DrakeFox: First I rewrote most of a class I wrote last week. Basically a hackish helper library to translate a tagged SQL statement accepted through a jQuery XmlHttpRequest, validating it and helping translate the tags to the actual table data fields, validating the input. It feels like an ugly hack, but short of having to rewrite my data-access layer or switching to an ORM for accepting complex seardh queries, I don't know how. Any good advice here?
Wishbone: Depends. What exactly is it you're trying to do? It sounds like you want to use an XML based syntax to make queries against a database by translating the XML into SQL, is that more or less correct?
Not quite. More I've got one .dll project for data access (Data classes and classes for fetching/saving) another project for a service doing monitoring of external data and updating the database as needed (through the .dll) and a third project using the same .dll to make a HTML/javascript user interface.
Should've likely gone with an ORM for it, though I still have distrust that an ORM is going to be optimal for some of the discovery code I'm doing. So instead I've written my own data layer.
Specific example was a quick-fetch option on the user interface. Enter a value hit submit. Server code will check if it's a pure int value, and if so treat it like a reference to a specific item returning that item. Otherwise it'll try to fetch a piece of equipment from the database where name = @input or serial = @input
So my options for that latter bit was to either update the data access .dll with a method for this specific use case, or to first make one query for name, then one separate query for serial, join the two results, removing any objects which might otherwise show up twice.
Also foresaw this might be an issue if I want to make more complex queries later. So my stupid idea was to allow the javascript or server handler to send a string array. First string being semi-SQL, the rest being the string values of the parameters. So in this case [ "[NAME=1] or [SERIAL=1]", inputField.value ], basically a tag being alias for the field you want, what kind of condition (= > < or so on) and the index of the array which contains the referenced value.
The helper would pick out the tags, parse the condition and check the value is actually present, then defer to a Data layer implemented interface to have it translate what the field means in context to that class' sql queries, and handle parsing and conversion of the string data to check it's valid for the given field.

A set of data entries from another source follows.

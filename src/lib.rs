// Copyright (c) 2026 Christoph Gaffga
// SPDX-License-Identifier: GPL-3.0-only

//! # evomark
//!
//! Genetic-algorithm optimizer for DCT-domain watermark embedding in a
//! single 8×8 image block. The deterministic codec maps payload bits onto
//! fixed coefficient positions (`codec` module); the search engine (`ga`
//! module) then hunts for a per-pixel spatial perturbation whose
//! embed → inverse-transform → perturb → re-transform → extract round trip
//! recovers as many payload bits as possible, using the codec itself as the
//! fitness oracle.
//!
//! Single block, fixed embedding scheme, no robustness against compression
//! or geometric attack — the sole objective is bit-survival fidelity.
//!
//! # Quick start
//!
//! ```rust,ignore
//! use evomark::{GeneticSearch, ImageBlock, RunOutcome, SearchConfig};
//!
//! let block = ImageBlock::from_slice(&samples, 8, 8)?;
//! let payload: Vec<bool> = "1101".chars().map(|c| c == '1').collect();
//! let mut search = GeneticSearch::new(&block, &payload, SearchConfig::default(), 42)?;
//! if let RunOutcome::Solved { generations } = search.run() {
//!     let (watermarked, _) = search.watermarked_block();
//!     println!("solved in {generations} generations: {watermarked:?}");
//! }
//! ```

pub mod block;
pub mod codec;
pub mod error;
pub mod ga;
pub mod psnr;
pub mod transform;

pub use block::ImageBlock;
pub use codec::{capacity_map, embed, extract, ELIGIBLE_COUNT, MAX_PAYLOAD_BITS};
pub use error::{Result, WatermarkError};
pub use ga::{
    ChromosomeInit, GeneticSearch, Individual, Population, RunOutcome, SearchConfig,
    SearchState,
};
pub use psnr::{block_psnr, psnr};
pub use transform::{dct2, idct2};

When all tags are parsed the output is something to plop into a where clause with the proper table names, comparison and parameters in place so the data layer class can use that to build it's query.
The thought being sanitation of input happens in the class which knows the data storage and a class specifically built for sanitizing and generating SQL conditions, and it'd allow the user interface to create rather complex queries without me having to update the data layer every time I hit an edge case.
And I realise this is a completely horrible waste of time and breach of good coding practices. But short of going with an ORM tossing all the work on the synchronization service and pretty much letting the UI layer make the data queries (through the ORM) I know no other good pattern to solve an issue like this.